The difference between Inventor and Creo is that Creo is actively hostile towards the user; the UI is impossible to navigate, the rendering system is unstable, you have to edit a terrifying, completely undocumented text file called config.pro to get it to work properly, etc. However, under the hood, the tools do work. In the right hands, it can be an incredibly powerful tool, however, getting to a point where you can use it comfortably is absolute misery.
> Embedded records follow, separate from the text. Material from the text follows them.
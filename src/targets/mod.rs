//! Publishing targets
//!
//! A target is one independent destination (a blogging platform, a snippet
//! host, a webhook) behind the uniform [`PublishTarget`] capability: attempt to
//! publish an item, return where it landed or why it did not.
//!
//! ```text
//!                  ┌──────────────────────┐
//!                  │    TargetRegistry    │
//!                  │  id → PublishTarget  │
//!                  └──────────┬───────────┘
//!         ┌──────────┬────────┴──┬────────────┐
//!         ▼          ▼           ▼            ▼
//!    ┌────────┐ ┌──────────┐ ┌────────┐ ┌─────────┐
//!    │ Dev.to │ │ Hashnode │ │ GitLab │ │ Webhook │
//!    └────────┘ └──────────┘ └────────┘ └─────────┘
//! ```
//!
//! Adding a destination means implementing [`PublishTarget`] and registering
//! it; the dispatcher never branches on target names.

pub mod devto;
pub mod gitlab;
pub mod hashnode;
pub mod registry;
pub mod webhook;

use async_trait::async_trait;
use reqwest::{Client, Response};
use std::time::Duration;

use crate::models::ContentItem;

pub use devto::{DevtoConfig, DevtoTarget};
pub use gitlab::{GitlabConfig, GitlabTarget};
pub use hashnode::{HashnodeConfig, HashnodeTarget};
pub use registry::TargetRegistry;
pub use webhook::{WebhookConfig, WebhookTarget};

/// Result type for target operations
pub type TargetResult<T> = Result<T, TargetError>;

/// Errors that can occur while publishing to a target
#[derive(Debug, thiserror::Error)]
pub enum TargetError {
    /// HTTP request failed
    #[error("HTTP request failed: {0}")]
    HttpError(#[from] reqwest::Error),

    /// Credentials or settings missing
    #[error("Target not configured: {0}")]
    NotConfigured(String),

    /// Invalid target configuration
    #[error("Invalid configuration: {0}")]
    InvalidConfig(String),

    /// Target answered with a non-success status
    #[error("Rejected with HTTP {status}: {body}")]
    Rejected { status: u16, body: String },

    /// Rate limit exceeded
    #[error("Rate limit exceeded: {0}")]
    RateLimited(String),

    /// Success status but the location could not be extracted
    #[error("Unexpected response: {0}")]
    MalformedResponse(String),

    /// Serialization error
    #[error("Serialization error: {0}")]
    SerializationError(#[from] serde_json::Error),

    /// The attempt did not finish in time
    #[error("Timed out after {0:?}")]
    Timeout(Duration),

    /// Generic error
    #[error("Target error: {0}")]
    Other(String),
}

impl TargetError {
    /// Check if a later run may succeed without operator action
    pub fn is_recoverable(&self) -> bool {
        match self {
            Self::HttpError(_) | Self::RateLimited(_) | Self::Timeout(_) => true,
            Self::Rejected { status, .. } => *status >= 500,
            _ => false,
        }
    }
}

/// Uniform publish capability implemented by every target
///
/// Implementations must tolerate being called for an item that is already
/// published elsewhere, and must bound their own network time.
#[async_trait]
pub trait PublishTarget: Send + Sync {
    /// Target identifier as used in the content set (e.g. `"devto"`)
    fn id(&self) -> &str;

    /// Publish an item, returning its public location
    async fn publish(&self, item: &ContentItem) -> TargetResult<String>;

    /// Target configuration as JSON, secrets omitted
    fn config(&self) -> serde_json::Value {
        serde_json::json!({
            "id": self.id(),
        })
    }
}

pub(crate) fn default_timeout() -> u64 {
    30
}

/// Build an HTTP client with a request timeout
pub(crate) fn build_client(timeout_secs: u64) -> TargetResult<Client> {
    if timeout_secs == 0 {
        return Err(TargetError::InvalidConfig(
            "Timeout must be greater than 0".to_string(),
        ));
    }

    Client::builder()
        .timeout(Duration::from_secs(timeout_secs))
        .user_agent(concat!("crosspost/", env!("CARGO_PKG_VERSION")))
        .build()
        .map_err(|e| TargetError::Other(format!("Failed to create HTTP client: {e}")))
}

/// Turn a non-success response into an error, keeping a short body excerpt
pub(crate) async fn error_from_response(response: Response) -> TargetError {
    let status = response.status();
    let body = response
        .text()
        .await
        .unwrap_or_else(|_| "Unable to read response body".to_string());
    let body = crate::utils::truncate_text(&body, 300);

    if status.as_u16() == 429 {
        TargetError::RateLimited(body)
    } else {
        TargetError::Rejected {
            status: status.as_u16(),
            body,
        }
    }
}

/// Reject an empty required credential
pub(crate) fn require(value: &str, what: &str) -> TargetResult<()> {
    if value.trim().is_empty() {
        return Err(TargetError::NotConfigured(format!("{what} is empty")));
    }
    Ok(())
}

#[cfg(test)]
mod tests {
    use super::*;

    #[test]
    fn test_recoverable_classification() {
        assert!(TargetError::Timeout(Duration::from_secs(5)).is_recoverable());
        assert!(TargetError::RateLimited("slow down".into()).is_recoverable());
        assert!(TargetError::Rejected {
            status: 503,
            body: String::new()
        }
        .is_recoverable());
        assert!(!TargetError::Rejected {
            status: 422,
            body: String::new()
        }
        .is_recoverable());
        assert!(!TargetError::NotConfigured("token".into()).is_recoverable());
    }

    #[test]
    fn test_build_client_rejects_zero_timeout() {
        assert!(matches!(
            build_client(0),
            Err(TargetError::InvalidConfig(_))
        ));
        assert!(build_client(10).is_ok());
    }

    #[test]
    fn test_require() {
        assert!(require("abc", "token").is_ok());
        assert!(matches!(
            require("  ", "token"),
            Err(TargetError::NotConfigured(_))
        ));
    }
}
Inventor on the other hand, appears on the surface to be a competent piece of software. It's an Autodesk product, so the UI is sensible, things are where you think they would be, and on a surface level, it works well enough. However, the moment you ask it to do something even the slightest bit more complicated than "make a shape that is just a bunch of cubes smooshed together", it completely shits the bed in an unprecedented, unfathomably bizarre way, and some mechanical engineer who is older than god will reply to you on the forums with something like
yeah, that's a classic bug that was introduced in 2008. Autodesk released a software patch that was supposed to fix it in 2010, but instead the patch added another bug where extruding a hole on the origin to cause your part to collapse into 2-dimensions. This is now a critical part of Inventor workflow. You really should have known this, since it's covered in episode 147 of DanMan97's Inventor Tutorials, and it's expected that you watch all of those before posting here.